■ About this task
Find every line in the records below that contains "ConsoleState", and copy it.

■ Entries provided
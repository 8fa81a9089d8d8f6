//! Parking Console - administration console for municipal parking violations
//!
//! Tickets, payments and officers live in one in-memory [`ConsoleState`]
//! driven by [`ConsoleReducer`] through the runtime's transactional store.
//! It showcases:
//!
//! - **Multiple aggregates**: Ticket, Payment, Officer
//! - **Workflow tracking**: Issued → Reviewed → Actioned → Closed, monotonic
//! - **Audit trail**: every ticket mutation appends an attributed entry
//! - **Cross-aggregate follow-ups**: a new ticket opens its payment, marking a
//!   ticket paid settles it
//! - **Derived views**: filtering, sorting, dashboard figures
//!
//! # Architecture
//!
//! ```text
//! ParkingConsole (facade)
//!        │ ConsoleAction
//!        ▼
//!   Store ── clone state ──▶ ConsoleReducer ──▶ Effect::Send(follow-up)
//!        ▲                        │                      │
//!        └──── commit on success ─┴──────── FIFO queue ◀─┘
//! ```
//!
//! A user action and all of its follow-ups commit together. If any of them is
//! rejected the committed state is left untouched.
//!
//! # Example
//!
//! ```
//! use parking_console::{ConsoleConfig, ParkingConsole};
//! use parking_console::types::TicketStatus;
//!
//! let console = ParkingConsole::new(ConsoleConfig::default());
//! let issued = console.state().count_status(TicketStatus::Issued);
//! assert_eq!(issued, 3);
//! ```

pub mod aggregates;
pub mod app;
pub mod config;
pub mod dashboard;
pub mod error;
pub mod navigation;
pub mod query;
pub mod reducer;
pub mod seed;
pub mod types;
pub mod workflow;

mod ids;

pub use aggregates::officer::{OfficerAction, OfficerDraft, OfficerPatch};
pub use aggregates::payment::{PaymentAction, PaymentDraft, PaymentPatch};
pub use aggregates::ticket::{TicketAction, TicketDraft, TicketPatch};
pub use app::{ParkingConsole, PaymentRow};
pub use config::ConsoleConfig;
pub use dashboard::DashboardSummary;
pub use error::{ConsoleError, Result};
pub use navigation::{Route, Screen, View};
pub use reducer::{ConsoleAction, ConsoleEnvironment, ConsoleReducer, ConsoleState};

■ Exercise output
//! Tickets, payments and officers live in one in-memory [`ConsoleState`]
pub use reducer::{ConsoleAction, ConsoleEnvironment, ConsoleReducer, ConsoleState};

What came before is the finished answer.